Assignment: Please write out exactly the lines that begin at the line containing "one load cycle." and run to the end of the records.

Source material:
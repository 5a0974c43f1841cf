//! vsop-table
//!
//! Raw table boundary for the live-history tools.
//!
//! This crate owns the in-memory table shape every source produces, the
//! missing-cell sentinel, and the concrete sources (CSV files, in-memory
//! tables, published-spreadsheet CSV export). It does **not** resolve column
//! names or interpret cells; that is `vsop-schema` and `vsop-reconcile`.

pub mod ingest_csv;
pub mod sheet;
pub mod source;

pub use ingest_csv::{parse_csv_file, parse_csv_str, CsvFileSource};
pub use sheet::SheetExportClient;
pub use source::{MemorySource, SourceError, TableSource};

use std::collections::BTreeMap;
use std::fmt;

use serde::Serialize;

/// Reserved cell value standing in for an empty or missing cell.
pub const MISSING_CELL: &str = "-";

/// Spellings of "no value" that spreadsheet exports and dataframe dumps leave behind.
const NULL_SPELLINGS: &[&str] = &["nan", "none", "null", "<na>", "n/a"];

/// `true` when a cell carries no value: empty, the sentinel, or a null spelling.
pub fn is_missing(cell: &str) -> bool {
    let t = cell.trim();
    if t.is_empty() || t == MISSING_CELL {
        return true;
    }
    let lower = t.to_ascii_lowercase();
    NULL_SPELLINGS.contains(&lower.as_str())
}

/// `Some(trimmed)` for a present cell, `None` for a missing one.
pub fn present(cell: &str) -> Option<&str> {
    if is_missing(cell) {
        None
    } else {
        Some(cell.trim())
    }
}

/// The two tables a load cycle reads.
#[derive(Debug, Clone, Copy, PartialEq, Eq, Hash, PartialOrd, Ord, Serialize)]
#[serde(rename_all = "snake_case")]
pub enum TableKind {
    Performances,
    Events,
}

impl TableKind {
    pub const ALL: [TableKind; 2] = [TableKind::Performances, TableKind::Events];

    pub fn as_str(&self) -> &'static str {
        match self {
            TableKind::Performances => "performances",
            TableKind::Events => "events",
        }
    }
}

impl fmt::Display for TableKind {
    fn fmt(&self, f: &mut fmt::Formatter<'_>) -> fmt::Result {
        f.write_str(self.as_str())
    }
}

/// An ordered table of named string cells.
///
/// Construction normalizes the input: column names are trimmed (and a UTF-8
/// BOM dropped), cells are trimmed, empty cells become [`MISSING_CELL`], and
/// every row is padded or truncated to the header width.
#[derive(Debug, Clone, PartialEq, Eq, Default)]
pub struct RawTable {
    columns: Vec<String>,
    rows: Vec<Vec<String>>,
    /// Columns added by [`RawTable::add_constant_column`], with their value.
    added: BTreeMap<String, String>,
}

impl RawTable {
    pub fn new(columns: Vec<String>, rows: Vec<Vec<String>>) -> Self {
        let columns: Vec<String> = columns
            .into_iter()
            .map(|c| c.trim().trim_start_matches('\u{feff}').trim().to_string())
            .collect();
        let width = columns.len();

        let rows = rows
            .into_iter()
            .map(|row| {
                let mut cells: Vec<String> = row
                    .into_iter()
                    .take(width)
                    .map(|c| {
                        let t = c.trim();
                        if t.is_empty() {
                            MISSING_CELL.to_string()
                        } else {
                            t.to_string()
                        }
                    })
                    .collect();
                cells.resize(width, MISSING_CELL.to_string());
                cells
            })
            .collect();

        Self {
            columns,
            rows,
            added: BTreeMap::new(),
        }
    }

    /// Convenience constructor from string slices (tests, fixtures).
    pub fn from_rows(columns: &[&str], rows: &[&[&str]]) -> Self {
        Self::new(
            columns.iter().map(|c| c.to_string()).collect(),
            rows.iter()
                .map(|r| r.iter().map(|c| c.to_string()).collect())
                .collect(),
        )
    }

    pub fn columns(&self) -> &[String] {
        &self.columns
    }

    /// Number of data rows.
    pub fn len(&self) -> usize {
        self.rows.len()
    }

    pub fn is_empty(&self) -> bool {
        self.rows.is_empty()
    }

    /// Index of the first column named exactly `name`.
    pub fn column_index(&self, name: &str) -> Option<usize> {
        self.columns.iter().position(|c| c == name)
    }

    pub fn has_column(&self, name: &str) -> bool {
        self.column_index(name).is_some()
    }

    /// Cell at (`row`, `column`); [`MISSING_CELL`] when either does not exist.
    pub fn cell(&self, row: usize, column: &str) -> &str {
        match (self.rows.get(row), self.column_index(column)) {
            (Some(cells), Some(i)) => cells[i].as_str(),
            _ => MISSING_CELL,
        }
    }

    pub fn row(&self, index: usize) -> Option<Row<'_>> {
        (index < self.rows.len()).then_some(Row { table: self, index })
    }

    pub fn rows(&self) -> impl Iterator<Item = Row<'_>> + '_ {
        (0..self.rows.len()).map(move |index| Row { table: self, index })
    }

    /// Append a column holding `value` in every row.
    ///
    /// Returns `false` (and changes nothing) if a column with that name exists.
    pub fn add_constant_column(&mut self, name: &str, value: &str) -> bool {
        if self.has_column(name) {
            return false;
        }
        self.columns.push(name.to_string());
        for row in self.rows.iter_mut() {
            row.push(value.to_string());
        }
        self.added.insert(name.to_string(), value.to_string());
        true
    }

    /// The constant of a column added by [`RawTable::add_constant_column`];
    /// `None` for columns that came from the source.
    pub fn added_column_value(&self, name: &str) -> Option<&str> {
        self.added.get(name).map(String::as_str)
    }
}

/// Borrowed view of one table row.
#[derive(Debug, Clone, Copy)]
pub struct Row<'a> {
    table: &'a RawTable,
    index: usize,
}

impl<'a> Row<'a> {
    /// Zero-based position of the row in source order.
    pub fn index(&self) -> usize {
        self.index
    }

    pub fn get(&self, column: &str) -> &'a str {
        self.table.cell(self.index, column)
    }
}

/// The performances and events tables of one load cycle.
#[derive(Debug, Clone, PartialEq, Eq, Default)]
pub struct TablePair {
    pub performances: RawTable,
    pub events: RawTable,
}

Output for this task:
/// The performances and events tables of one load cycle.
#[derive(Debug, Clone, PartialEq, Eq, Default)]
pub struct TablePair {
    pub performances: RawTable,
    pub events: RawTable,
}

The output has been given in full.